Consider the desired retrieval performance. If you need to retrieve the most relevant chunks possible, you may want to use a smaller chunk size. However, if you need to retrieve chunks quickly, you may want to use a larger chunk size.
Consider the available system resources. If you are limited on system resources, you may want to use a smaller chunk size. However, if you have ample system resources, you may want to use a larger chunk size. You can evaluate the optimal chunk size for your RAG system by using a variety of metrics, such as:
Relevance: The percentage of retrieved chunks that are relevant to the query.
Faithfulness: The percentage of retrieved chunks that are faithful to the source text.
Response time: The time it takes to retrieve chunks for a query. Once you have evaluated the performance of your RAG system for different chunk sizes, you can choose the chunk size that strikes the best balance between relevance, faithfulness, and response time.
4.2.2 Additional Resources for RAG Evaluation
Evaluation of RAG applications remains an unsolved problem today and is an active research area. Here are just a few references for practical evaluation of RAG:
1. This blog from Databricks has some best practices to evaluate RAG applications. Figure 4.5 illustrates what their experiment setup looks like.
- Zheng et al. (2023) propose a strong LLMs as judges to evaluate these models on more open-ended questions.
- RAG Evaluation is another interesting blog that discuss how to use Langchain for evaluating RAG applications.
4.3 Retrieval Chunks vs. Synthesis Chunks
Another fundamental technique for enhancing retrieval in Retrieval Augmented Generation (RAG) systems is the decoupling of chunks used for retrieval from those used for synthesis (i.e. response generation). The main idea is optimal chunk representation for retrieval may not necessarily align with the requirements for effective synthesis. While a raw text chunk could contain essential details for the LLM to generate a comprehensive response, it might also contain filler words or information that could introduce biases into the embedding representation. Furthermore, it might lack the necessary global context, making it challenging to retrieve the chunk when a relevant query is received. To give an example, think about having a question answering system on emails. Emails often contain so much fluff (a big portion of the email is “looking forward”, “great to hear from you”, etc.) and so little information. Thus, retaining semantics in this context for better and more accurate question answering is very important.
There are a few ways to implement this technique including:
- Embed references to text chunks
- Expand sentence-level context window
4.3.1 Embed References to Text Chunks
The main idea here is that, we create an index in the vector database for storing document summaries. When a query comes in, we first fetch relevant document(s) at the high-level (i.e. summaries) before retrieving smaller text chunks directly, because it might retrieve irrelavant chunks. Then we can retrieve smaller chunks from the fetched document(s). In other words, we store the data in a hierarchical fashion: summaries of documents and chunks for each document. We can consider this approach as Dense Hierarchical Retrieval, in which a document-level retriever (i.e. summary index) first identifies the relevant documents, and then a passage-level retriever finds the relevant passages/chunks. Y. Liu et al. (2021) and Zhao et al. (2022) gives you a deep understanding of this approach. Figure 4.6 shows how this technique works.

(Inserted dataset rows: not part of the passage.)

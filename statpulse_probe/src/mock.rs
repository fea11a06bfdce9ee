//! A scripted metric source for tests and demos.

use std::{
    collections::VecDeque,
    sync::{
        atomic::{AtomicUsize, Ordering},
        Mutex,
    },
};

use crate::{
    error::ProbeError,
    metrics::MetricSource,
    types::{HostInfo, MemorySnapshot, Uptime, UserSession},
};

/// Replays queued readings in order, then keeps repeating the last one.
/// An empty script means the metric is unavailable.
struct Script<T> {
    pending: Mutex<VecDeque<T>>,
}

impl<T: Clone> Script<T> {
    fn new(readings: impl IntoIterator<Item = T>) -> Self {
        Self {
            pending: Mutex::new(readings.into_iter().collect()),
        }
    }

    fn next(&self, what: &'static str) -> Result<T, ProbeError> {
        let mut pending = self.pending.lock().unwrap_or_else(|e| e.into_inner());
        let reading = if pending.len() > 1 {
            pending.pop_front()
        } else {
            pending.front().cloned()
        };
        reading.ok_or(ProbeError::Unavailable(what))
    }
}

/// A [`MetricSource`] with fixed, scripted answers.
pub struct FixedSource {
    cpu: Script<f64>,
    memory: Script<MemorySnapshot>,
    users: Script<Vec<UserSession>>,
    host: Option<HostInfo>,
    uptime: Option<Uptime>,
    cores: usize,
    peak_resident_kb: u64,
    cpu_panics: bool,
    memory_reads: AtomicUsize,
    cpu_reads: AtomicUsize,
}

impl FixedSource {
    /// A quiet four-core machine with one logged-in user.
    pub fn new() -> Self {
        Self {
            cpu: Script::new([12.5]),
            memory: Script::new([MemorySnapshot {
                phys_used_gb: 3.5,
                phys_total_gb: 15.5,
                virt_used_gb: 0.25,
                virt_total_gb: 2.0,
            }]),
            users: Script::new([vec![UserSession {
                name: "alice".into(),
                terminal: "pts/0".into(),
                host: "10.0.0.7".into(),
            }]]),
            host: Some(HostInfo {
                os_name: "Linux".into(),
                hostname: "testbox".into(),
                version: "#1 SMP PREEMPT_DYNAMIC".into(),
                release: "6.8.0-test".into(),
                arch: "x86_64".into(),
            }),
            uptime: Some(Uptime::from_secs(93_784)),
            cores: 4,
            peak_resident_kb: 2_048,
            cpu_panics: false,
            memory_reads: AtomicUsize::new(0),
            cpu_reads: AtomicUsize::new(0),
        }
    }

    pub fn with_cpu(mut self, readings: impl IntoIterator<Item = f64>) -> Self {
        self.cpu = Script::new(readings);
        self
    }

    pub fn with_memory(mut self, readings: impl IntoIterator<Item = MemorySnapshot>) -> Self {
        self.memory = Script::new(readings);
        self
    }

    pub fn with_users(mut self, readings: impl IntoIterator<Item = Vec<UserSession>>) -> Self {
        self.users = Script::new(readings);
        self
    }

    pub fn with_host(mut self, host: Option<HostInfo>) -> Self {
        self.host = host;
        self
    }

    pub fn with_uptime(mut self, uptime: Option<Uptime>) -> Self {
        self.uptime = uptime;
        self
    }

    pub fn with_cores(mut self, cores: usize) -> Self {
        self.cores = cores;
        self
    }

    pub fn with_peak_resident_kb(mut self, kb: u64) -> Self {
        self.peak_resident_kb = kb;
        self
    }

    /// Makes every cpu reading panic, to exercise abnormal worker exits.
    pub fn with_panicking_cpu(mut self) -> Self {
        self.cpu_panics = true;
        self
    }

    /// How many times [`MetricSource::memory`] has been called.
    pub fn memory_reads(&self) -> usize {
        self.memory_reads.load(Ordering::SeqCst)
    }

    /// How many times [`MetricSource::cpu_utilization`] has been called.
    pub fn cpu_reads(&self) -> usize {
        self.cpu_reads.load(Ordering::SeqCst)
    }
}

impl Default for FixedSource {
    fn default() -> Self {
        Self::new()
    }
}

impl MetricSource for FixedSource {
    fn cpu_utilization(&self) -> Result<f64, ProbeError> {
        self.cpu_reads.fetch_add(1, Ordering::SeqCst);
        if self.cpu_panics {
            panic!("scripted cpu probe failure");
        }
        self.cpu.next("cpu statistics")
    }

    fn core_count(&self) -> usize {
        self.cores
    }

    fn memory(&self) -> Result<MemorySnapshot, ProbeError> {
        self.memory_reads.fetch_add(1, Ordering::SeqCst);
        self.memory.next("memory statistics")
    }

    fn uptime(&self) -> Result<Uptime, ProbeError> {
        self.uptime.ok_or(ProbeError::Unavailable("uptime"))
    }

    fn logged_in_users(&self) -> Result<Vec<UserSession>, ProbeError> {
        self.users.next("utmp database")
    }

    fn host_info(&self) -> Result<HostInfo, ProbeError> {
        self.host.clone().ok_or(ProbeError::Unavailable("host info"))
    }

    fn peak_resident_kb(&self) -> Result<u64, ProbeError> {
        Ok(self.peak_resident_kb)
    }
}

We can choose different strategies based on the type of documents we are dealing with. For example, if we have a list of web pages, we can consider each page as a document that we summarize, and also we split each document into a set of smaller chunks as the second level of our data store strategy. When user asks a question, we first find the relevant page using the summary embeddings, and then we can retrieve the relevant chunks from that particular page.
If we have a pdf document, we can consider each page of the pdf as a separate document, and then split each page into smaller chunks. If we have a list of pdf files, we can choose the entire content of each pdf to be a document and split the it into smaller chunks.

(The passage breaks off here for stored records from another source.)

//! Row placement: the documented scenarios, disjointness and agreement with the frame.
use std::collections::HashSet;

use statpulse::{
    frame::{self, FrameInfo, SEPARATOR},
    Compositor, MetricKind, SessionConfig, TickContext,
};

fn config(samples: u32, system: bool, user: bool, graphics: bool) -> SessionConfig {
    SessionConfig {
        sample_count: samples,
        interval_secs: 0,
        show_system: system,
        show_user: user,
        show_graphics: graphics,
        sequential: false,
    }
}

fn compositor(cfg: &SessionConfig) -> Compositor {
    Compositor::new(cfg.mode(), cfg.sample_count)
}

fn at(index: u32, live_users: u32) -> TickContext {
    TickContext { index, live_users }
}

#[test]
fn all_text_three_samples_two_users() {
    let cfg = config(3, false, false, false);
    let c = compositor(&cfg);
    let memory: Vec<u32> = (0..3)
        .map(|i| c.row(MetricKind::Memory, at(i, 2)).unwrap())
        .collect();
    assert_eq!(memory, vec![5, 6, 7]);
    for i in 0..3 {
        assert_eq!(c.row(MetricKind::Users, at(i, 2)), Some(10));
        assert_eq!(c.row(MetricKind::Cpu, at(i, 2)), Some(13));
    }
}

#[test]
fn all_graphical_two_samples() {
    let cfg = config(2, false, false, true);
    let c = compositor(&cfg);
    for u in 0..5 {
        assert_eq!(c.row(MetricKind::CpuGraphical, at(0, u)), Some(u + 12));
        assert_eq!(c.row(MetricKind::CpuGraphical, at(1, u)), Some(u + 13));
    }
}

#[test]
fn system_only_and_user_only_rows() {
    let c = compositor(&config(4, true, false, true));
    assert_eq!(c.row(MetricKind::MemoryGraphical, at(2, 9)), Some(7));
    assert_eq!(c.row(MetricKind::Cpu, at(2, 9)), Some(10));
    assert_eq!(c.row(MetricKind::CpuGraphical, at(2, 9)), Some(14));
    assert_eq!(c.row(MetricKind::Users, at(2, 9)), None);

    let c = compositor(&config(4, false, true, true));
    assert_eq!(c.row(MetricKind::Users, at(3, 9)), Some(5));
    assert_eq!(c.row(MetricKind::Cpu, at(3, 9)), None);
    assert_eq!(c.row(MetricKind::MemoryGraphical, at(3, 9)), None);
}

/// Every row a kind could occupy over the whole session, given `users` logged in.
fn footprint(c: &Compositor, kind: MetricKind, samples: u32, users: u32) -> Vec<u32> {
    let mut rows = Vec::new();
    for i in 0..samples {
        if let Some(row) = c.row(kind, at(i, users)) {
            match kind {
                MetricKind::Users => rows.extend(row..row + users.max(1)),
                MetricKind::Cpu => rows.extend([row, row + 1]),
                _ => rows.push(row),
            }
        }
    }
    rows.sort_unstable();
    rows.dedup();
    rows
}

#[test]
fn rows_never_collide() {
    let combos = [
        (false, false, false),
        (false, false, true),
        (true, false, false),
        (true, false, true),
        (false, true, false),
        (false, true, true),
    ];
    for (system, user, graphics) in combos {
        for n in 1..=20 {
            let cfg = config(n, system, user, graphics);
            let c = compositor(&cfg);
            let kinds = MetricKind::active(cfg.mode());
            for u in 0..=10 {
                let mut seen = HashSet::new();
                for &kind in &kinds {
                    for row in footprint(&c, kind, n, u) {
                        assert!(
                            seen.insert(row),
                            "row {row} reused by {kind} \
                             (n={n} u={u} system={system} user={user} graphics={graphics})"
                        );
                    }
                }
            }
        }
    }
}

#[test]
fn rows_land_on_the_frame_gaps() {
    let combos = [
        (false, false, false),
        (false, false, true),
        (true, false, false),
        (true, false, true),
        (false, true, false),
    ];
    for (system, user, graphics) in combos {
        for n in 1..=6 {
            for u in 0..=3 {
                let cfg = config(n, system, user, graphics);
                let c = compositor(&cfg);
                let info = FrameInfo {
                    peak_resident_kb: Some(1),
                    users: u,
                    system_block: "### System Information ###\n".into(),
                };
                let text = frame::render(&cfg, &info);
                let lines: Vec<&str> = text.lines().collect();
                let line_at = |row: u32| lines[(row - 1) as usize];
                for kind in MetricKind::active(cfg.mode()) {
                    for i in 0..n {
                        let row = c.row(kind, at(i, u)).unwrap();
                        if kind == MetricKind::Users && u == 0 {
                            continue;
                        }
                        assert_eq!(
                            line_at(row),
                            "",
                            "{kind} row {row} is not blank in frame (n={n} u={u})\n{text}"
                        );
                    }
                }
                let sys = c.row(MetricKind::SystemInfo, at(0, u)).unwrap();
                assert_eq!(line_at(sys), "### System Information ###");
                assert_eq!(line_at(sys - 1), SEPARATOR);
            }
        }
    }
}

Let’s code it up for our pdf file.
Step 1: Read the PDF file
We read the pdf file, Figure 4.7, and create a list of pages as later we will view each page as a separate document.
Step 2: Create Document Summary Index
In order to create an index, first we have to convert a list of texts into a list of Document that is compatible with LlamaIndex.

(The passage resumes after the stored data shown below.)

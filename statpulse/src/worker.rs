//! Workers: one blocking task per metric, each feeding its own channel.

use std::{
    any::Any,
    cell::Cell,
    panic,
    sync::{
        atomic::{AtomicU64, Ordering},
        Arc, Once,
    },
};

use bytes::Bytes;
use statpulse_probe::{MetricSource, ProbeError};
use tokio::{runtime::Handle, task::JoinHandle};
use tracing::debug;

use crate::{
    channel::{channel, ChannelReader, ChannelWriter},
    error::WorkerError,
    kind::MetricKind,
    payload,
};

/// What one worker is asked to produce.
#[derive(Debug, Clone, Copy, PartialEq)]
pub struct Job {
    pub kind: MetricKind,
    /// Baseline for the memory graph; `0.0` on the tick that captures it.
    pub prior: f64,
}

impl Job {
    pub fn new(kind: MetricKind, prior: f64) -> Self {
        Self { kind, prior }
    }

    /// Queries the provider for this job's kind and writes the payload. An unavailable
    /// metric writes nothing, which the display shows as a blank row.
    pub fn run(&self, source: &dyn MetricSource, out: &ChannelWriter) -> Result<(), WorkerError> {
        match self.kind {
            MetricKind::Memory => match source.memory() {
                Ok(m) => out.write(payload::memory(&m)),
                Err(e) => unavailable(self.kind, e),
            },
            MetricKind::MemoryGraphical => match source.memory() {
                Ok(m) => out.write(payload::memory_graphical(&m, self.prior)),
                Err(e) => unavailable(self.kind, e),
            },
            MetricKind::Users => match source.logged_in_users() {
                Ok(sessions) => {
                    for session in &sessions {
                        out.write(payload::user_line(session))?;
                    }
                    Ok(())
                }
                Err(e) => unavailable(self.kind, e),
            },
            MetricKind::Cpu => match source.cpu_utilization() {
                Ok(pct) => out.write(payload::cpu(source.core_count(), pct)),
                Err(e) => unavailable(self.kind, e),
            },
            MetricKind::CpuGraphical => match source.cpu_utilization() {
                Ok(pct) => out.write(payload::cpu_graphical(pct)),
                Err(e) => unavailable(self.kind, e),
            },
            MetricKind::SystemInfo => {
                let host = source
                    .host_info()
                    .map_err(|e| debug!(kind = %self.kind, "host info unavailable: {e}"))
                    .ok();
                let up = source
                    .uptime()
                    .map_err(|e| debug!(kind = %self.kind, "uptime unavailable: {e}"))
                    .ok();
                out.write(payload::system_info(host.as_ref(), up.as_ref()))
            }
        }
    }
}

fn unavailable(kind: MetricKind, err: ProbeError) -> Result<(), WorkerError> {
    debug!(%kind, "metric unavailable: {err}");
    Ok(())
}

/// How a worker ended.
#[derive(Debug)]
pub enum WorkerExit {
    Clean,
    Failed(WorkerError),
    Panicked(String),
    Cancelled,
}

impl WorkerExit {
    pub fn is_clean(&self) -> bool {
        matches!(self, WorkerExit::Clean)
    }
}

/// A worker's payload once its channel is drained.
#[derive(Debug, Clone)]
pub struct WorkerResult {
    pub kind: MetricKind,
    pub payload: Bytes,
}

/// Handle to a running worker. Must be reaped exactly once.
#[derive(Debug)]
#[must_use = "a spawned worker must be reaped"]
pub struct Worker {
    kind: MetricKind,
    handle: JoinHandle<Result<(), WorkerError>>,
}

impl Worker {
    /// Starts `job` on the blocking pool of the current runtime and returns the
    /// worker with the read end of its channel.
    pub fn spawn(
        job: Job,
        source: Arc<dyn MetricSource>,
    ) -> Result<(Worker, ChannelReader), WorkerError> {
        let runtime = Handle::try_current()?;
        let (writer, reader) = channel();
        let handle = runtime.spawn_blocking(move || {
            let _marked = WorkerThread::enter();
            let res = job.run(source.as_ref(), &writer);
            drop(writer);
            res
        });
        Ok((
            Worker {
                kind: job.kind,
                handle,
            },
            reader,
        ))
    }

    pub fn kind(&self) -> MetricKind {
        self.kind
    }

    /// Waits for the worker to finish.
    pub async fn reap(self) -> WorkerExit {
        match self.handle.await {
            Ok(Ok(())) => WorkerExit::Clean,
            Ok(Err(e)) => WorkerExit::Failed(e),
            Err(e) if e.is_panic() => WorkerExit::Panicked(panic_message(e.into_panic())),
            Err(_) => WorkerExit::Cancelled,
        }
    }
}

fn panic_message(payload: Box<dyn Any + Send>) -> String {
    if let Some(s) = payload.downcast_ref::<&str>() {
        (*s).to_string()
    } else if let Some(s) = payload.downcast_ref::<String>() {
        s.clone()
    } else {
        "unknown panic".to_string()
    }
}

thread_local! {
    static IN_WORKER: Cell<bool> = const { Cell::new(false) };
}

static HOOK: Once = Once::new();
static ROUTED_PANICS: AtomicU64 = AtomicU64::new(0);

/// Marks the current blocking-pool thread as running a job. Pool threads are
/// reused, so the mark is cleared on drop, unwinding included.
struct WorkerThread;

impl WorkerThread {
    fn enter() -> Self {
        IN_WORKER.with(|w| w.set(true));
        WorkerThread
    }
}

impl Drop for WorkerThread {
    fn drop(&mut self) {
        IN_WORKER.with(|w| w.set(false));
    }
}

/// Sends panics raised inside worker jobs to the log instead of the terminal, where
/// the default hook would write over the display. Panics anywhere else still go to
/// the previous hook. Installing twice is a no-op.
pub fn install_panic_hook() {
    HOOK.call_once(|| {
        let previous = panic::take_hook();
        panic::set_hook(Box::new(move |info| {
            if IN_WORKER.with(Cell::get) {
                ROUTED_PANICS.fetch_add(1, Ordering::Relaxed);
                debug!("worker panicked: {info}");
            } else {
                previous(info);
            }
        }));
    });
}

/// Worker panics the hook has routed to the log so far.
pub fn routed_panics() -> u64 {
    ROUTED_PANICS.load(Ordering::Relaxed)
}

Definition: A Document is a generic container around any data source, for instance, a PDF, an API output, or retrieved data from a database. It stores text along with some other properties such as metadata and relationships (Links to other Documents/Nodes)
Figure 4.8 shows the code.
We can use the summary index to get the summary of each page/document using the document id, for instanc, Figure 4.9 shows the output of a summary of a document.
Step 3: Retrieve and Generate Response using Document Summary Index
In this step, when a query comes, we run a retrieval from the document summary index to find the relevant pages. Retrieved document has links to its corresponding chunks, that are used to generate the final response to the query.
There are multiple ways to that in LlamaIndex:
- High-level query execution
- LLM based retrieval
- Embedding based retrieval
The high-level approach is depicted in Figure 4.10
LLM based retrieval: This approach is low-level so we can view and change the parameters. Figure 4.11 below displays the code snippet:
Embedding based retrieval: In this technique, we first define DocumentSummaryIndexEmbeddingRetriever retriever, and configure the response generator to use this retriever. We then, integrate these two components into a RetrieverQueryEngine and run that for the query. Figure 4.12 shows the code snippet for this approach.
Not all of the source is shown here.